** INPUT follows **

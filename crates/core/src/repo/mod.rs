//! The read-only repository contract consumed by the comparator, plus the
//! Git and SVN backends that implement it.

pub mod git;
pub mod svn;

pub use git::{GitRepo, GitSettings};
pub use svn::{SvnRepo, SvnSettings};

use std::path::Path;
use std::sync::Arc;

use chrono::{DateTime, Utc};
use tracing::{debug, info};

use crate::config::{RepoConfig, RepoKind};
use crate::errors::{CoreError, RepoError};
use crate::exec::{CommandRunner, SystemRunner};
use crate::models::{Commit, RevisionMeta, WORKING_COPY};
use crate::transform::{trim_trailing_newlines, TransformPipeline};

/// Newest-first history of one file.
///
/// Each call to [`Repository::revisions_of_file`] produces a fresh sequence
/// from the newest revision; backends page lazily underneath.
pub type CommitIter<'a> = Box<dyn Iterator<Item = Commit> + 'a>;

/// Read-only access to one version-controlled tree.
///
/// Implementations are not required to be `Sync`: a comparison run owns its
/// repositories.
pub trait Repository {
    /// Short label for logs (`git:/path`, `svn:/path`).
    fn label(&self) -> String;

    /// Cost hint: `true` when per-revision fetches are expensive (remote).
    fn is_slow(&self) -> bool;

    fn is_ignored(&self, path: &str) -> bool;

    /// Raw file body at `revision`, or at the working copy when `None`.
    fn read_file(&self, path: &str, revision: Option<&str>) -> Result<String, RepoError>;

    /// Transforms applied by [`get_file`](Self::get_file).
    fn transforms(&self) -> &TransformPipeline;

    fn revisions_of_file<'a>(&'a self, path: &str) -> CommitIter<'a>;

    fn meta_data_of_revision(&self, revision: &str) -> Result<RevisionMeta, RepoError>;

    /// Normalized file body, or `None` when the file (or revision) is
    /// unavailable for any reason.
    fn get_file(&self, path: &str, revision: Option<&str>) -> Option<String> {
        match self.read_file(path, revision) {
            Ok(raw) => Some(self.transforms().apply(&raw, path)),
            Err(e) => {
                debug!(
                    repo = %self.label(),
                    path,
                    revision = revision.unwrap_or(WORKING_COPY),
                    error = %e,
                    "file unavailable"
                );
                None
            }
        }
    }
}

/// Open the repository described by `config` with the system command runner.
pub fn open_repository(config: &RepoConfig) -> Result<Box<dyn Repository>, CoreError> {
    open_repository_with(config, Arc::new(SystemRunner))
}

/// Open the repository described by `config`, running backend commands
/// through `runner`.
///
/// Fails before any comparison when the path is not a repository or a
/// transform is misconfigured.
pub fn open_repository_with(
    config: &RepoConfig,
    runner: Arc<dyn CommandRunner>,
) -> Result<Box<dyn Repository>, CoreError> {
    let pipeline = TransformPipeline::from_config(&config.transforms)?;
    info!(kind = %config.kind, path = %config.path.display(), transforms = pipeline.len(), "opening repository");

    let repo: Box<dyn Repository> = match config.kind {
        RepoKind::Git => {
            let settings = GitSettings {
                executable: config.executable.clone().unwrap_or_else(|| "git".into()),
                slow: config.slow,
                ignore_patterns: config.ignore_patterns.clone(),
            };
            Box::new(GitRepo::open(&config.path, settings, pipeline, runner)?)
        }
        RepoKind::Svn => {
            let settings = SvnSettings {
                executable: config.executable.clone().unwrap_or_else(|| "svn".into()),
                slow: config.slow,
                ignore_patterns: config.ignore_patterns.clone(),
                username: config.username.clone(),
                password: config.password.clone(),
                options: config.options.clone(),
            };
            Box::new(SvnRepo::open(&config.path, settings, pipeline, runner)?)
        }
    };
    Ok(repo)
}

// ---------------------------------------------------------------------------
// Working-copy entry
// ---------------------------------------------------------------------------

/// Wraps a committed history so an uncommitted change to the file shows up
/// as its newest entry, the [`Commit::working_copy`] sentinel.
///
/// The sentinel is yielded only when the working copy exists and its
/// normalized content differs from the newest commit (or the file has no
/// commits yet). Backends must serve `read_file(path, Some(WORKING_COPY))`
/// from the working copy.
pub struct WorkingCopyFirst<'a> {
    repo: &'a dyn Repository,
    path: String,
    committed: CommitIter<'a>,
    pending: Option<Commit>,
    started: bool,
}

impl<'a> WorkingCopyFirst<'a> {
    pub fn wrap(repo: &'a dyn Repository, path: &str, committed: CommitIter<'a>) -> CommitIter<'a> {
        Box::new(Self {
            repo,
            path: path.to_string(),
            committed,
            pending: None,
            started: false,
        })
    }

    fn first(&mut self) -> Option<Commit> {
        let newest = self.committed.next();
        let Some(local) = self.repo.get_file(&self.path, None) else {
            return newest;
        };
        let modified = match &newest {
            Some(commit) => self
                .repo
                .get_file(&commit.path, Some(&commit.revision))
                .map_or(true, |committed| {
                    trim_trailing_newlines(&committed) != trim_trailing_newlines(&local)
                }),
            None => true,
        };
        if !modified {
            return newest;
        }
        debug!(repo = %self.repo.label(), path = %self.path, "working copy differs from newest commit");
        self.pending = newest;
        Some(Commit::working_copy(self.path.clone()))
    }
}

impl Iterator for WorkingCopyFirst<'_> {
    type Item = Commit;

    fn next(&mut self) -> Option<Commit> {
        if !self.started {
            self.started = true;
            return self.first();
        }
        if let Some(commit) = self.pending.take() {
            return Some(commit);
        }
        self.committed.next()
    }
}

// ---------------------------------------------------------------------------
// Shared helpers
// ---------------------------------------------------------------------------

/// Read `<root>/<path>` from the working copy.
pub(crate) fn read_working_copy(root: &Path, path: &str) -> Result<String, RepoError> {
    let full = root.join(path);
    std::fs::read(&full)
        .map(|bytes| String::from_utf8_lossy(&bytes).into_owned())
        .map_err(|e| match e.kind() {
            std::io::ErrorKind::NotFound => RepoError::FileNotFound {
                path: path.to_string(),
                revision: WORKING_COPY.to_string(),
            },
            _ => RepoError::IoError(e),
        })
}

/// Parse an ISO-8601 timestamp with offset into UTC.
pub(crate) fn parse_timestamp(raw: &str) -> Option<DateTime<Utc>> {
    DateTime::parse_from_rfc3339(raw.trim())
        .ok()
        .map(|d| d.with_timezone(&Utc))
}

/// `true` when any `/`-separated component of `path` equals `component`.
pub(crate) fn has_component(path: &str, component: &str) -> bool {
    path.split('/').any(|piece| piece == component)
}

/// The first configured glob pattern matching `path`.
pub(crate) fn matches_any_glob(path: &str, patterns: &[String]) -> Option<String> {
    patterns
        .iter()
        .find(|p| glob_match::glob_match(p, path))
        .cloned()
}

#[cfg(test)]
mod tests {
    use super::*;

    /// Committed history from a fixed list; the working copy is `local`.
    struct Scripted {
        local: Option<&'static str>,
        commits: Vec<(&'static str, &'static str)>,
        transforms: TransformPipeline,
    }

    impl Repository for Scripted {
        fn label(&self) -> String {
            "scripted".into()
        }

        fn is_slow(&self) -> bool {
            false
        }

        fn is_ignored(&self, _path: &str) -> bool {
            false
        }

        fn read_file(&self, path: &str, revision: Option<&str>) -> Result<String, RepoError> {
            let not_found = || RepoError::FileNotFound {
                path: path.to_string(),
                revision: revision.unwrap_or(WORKING_COPY).to_string(),
            };
            match revision {
                None | Some(WORKING_COPY) => self.local.map(str::to_string).ok_or_else(not_found),
                Some(rev) => self
                    .commits
                    .iter()
                    .find(|(r, _)| *r == rev)
                    .map(|(_, content)| content.to_string())
                    .ok_or_else(not_found),
            }
        }

        fn transforms(&self) -> &TransformPipeline {
            &self.transforms
        }

        fn revisions_of_file<'a>(&'a self, path: &str) -> CommitIter<'a> {
            let owned = path.to_string();
            let committed = Box::new(
                self.commits
                    .iter()
                    .map(move |(rev, _)| Commit::new(*rev, None, owned.clone())),
            );
            WorkingCopyFirst::wrap(self, path, committed)
        }

        fn meta_data_of_revision(&self, _revision: &str) -> Result<RevisionMeta, RepoError> {
            Err(RepoError::ParseError("no metadata".into()))
        }
    }

    fn revisions(repo: &Scripted) -> Vec<String> {
        repo.revisions_of_file("a.txt").map(|c| c.revision).collect()
    }

    #[test]
    fn test_working_copy_first_when_modified() {
        let repo = Scripted {
            local: Some("two\n"),
            commits: vec![("r2", "one\n"), ("r1", "zero\n")],
            transforms: TransformPipeline::new(),
        };
        assert_eq!(revisions(&repo), vec!["HEAD", "r2", "r1"]);
        let first = repo.revisions_of_file("a.txt").next().unwrap();
        assert!(first.is_working_copy());
        assert_eq!(first.path, "a.txt");
    }

    #[test]
    fn test_working_copy_omitted_when_clean_or_absent() {
        let clean = Scripted {
            local: Some("one"),
            commits: vec![("r2", "one\n"), ("r1", "zero\n")],
            transforms: TransformPipeline::new(),
        };
        assert_eq!(revisions(&clean), vec!["r2", "r1"]);

        let deleted = Scripted {
            local: None,
            commits: vec![("r1", "zero\n")],
            transforms: TransformPipeline::new(),
        };
        assert_eq!(revisions(&deleted), vec!["r1"]);
    }

    #[test]
    fn test_working_copy_only_for_uncommitted_file() {
        let repo = Scripted {
            local: Some("new\n"),
            commits: Vec::new(),
            transforms: TransformPipeline::new(),
        };
        assert_eq!(revisions(&repo), vec!["HEAD"]);
    }

    #[test]
    fn test_has_component() {
        assert!(has_component(".git/config", ".git"));
        assert!(has_component("a/.svn/entries", ".svn"));
        assert!(!has_component("a/.gitignore", ".git"));
    }

    #[test]
    fn test_matches_any_glob() {
        let patterns = vec!["vendor/**".to_string(), "*.min.js".to_string()];
        assert_eq!(matches_any_glob("vendor/a/b.php", &patterns), Some("vendor/**".into()));
        assert_eq!(matches_any_glob("app.min.js", &patterns), Some("*.min.js".into()));
        assert_eq!(matches_any_glob("src/app.js", &patterns), None);
    }

    #[test]
    fn test_parse_timestamp() {
        let ts = parse_timestamp("2024-03-01T12:00:00+02:00").unwrap();
        assert_eq!(ts.to_rfc3339(), "2024-03-01T10:00:00+00:00");
        let ts = parse_timestamp("2025-01-10T08:15:30.123456Z").unwrap();
        assert_eq!(ts.timestamp(), 1736496930);
        assert!(parse_timestamp("yesterday").is_none());
    }

    #[test]
    fn test_read_working_copy() {
        let dir = tempfile::tempdir().unwrap();
        std::fs::write(dir.path().join("a.txt"), "hello\n").unwrap();
        assert_eq!(read_working_copy(dir.path(), "a.txt").unwrap(), "hello\n");
        let err = read_working_copy(dir.path(), "missing.txt").unwrap_err();
        assert!(matches!(err, RepoError::FileNotFound { .. }));
    }

    #[test]
    fn test_open_repository_rejects_bad_transform_before_backend() {
        let mut config = RepoConfig::new(RepoKind::Git, "/nonexistent/repo");
        config.transforms.push(crate::config::TransformConfig::RemoveMarkedComments { tag: String::new() });
        let err = open_repository(&config).err().unwrap();
        assert!(matches!(err, CoreError::Transform(_)));
    }

    #[test]
    fn test_open_repository_rejects_non_repository() {
        let dir = tempfile::tempdir().unwrap();
        let config = RepoConfig::new(RepoKind::Git, dir.path());
        let err = open_repository(&config).err().unwrap();
        assert!(matches!(err, CoreError::Repo(RepoError::RepositoryNotFound { .. })));
    }
}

** End of INPUT **

= TASK REQUIREMENTS =
I need each line of the entries that holds the string "RepoKind" located and copied.

= EXERCISE RESULT =
use crate::config::{RepoConfig, RepoKind};
        RepoKind::Git => {
        RepoKind::Svn => {
        let mut config = RepoConfig::new(RepoKind::Git, "/nonexistent/repo");
        let config = RepoConfig::new(RepoKind::Git, dir.path());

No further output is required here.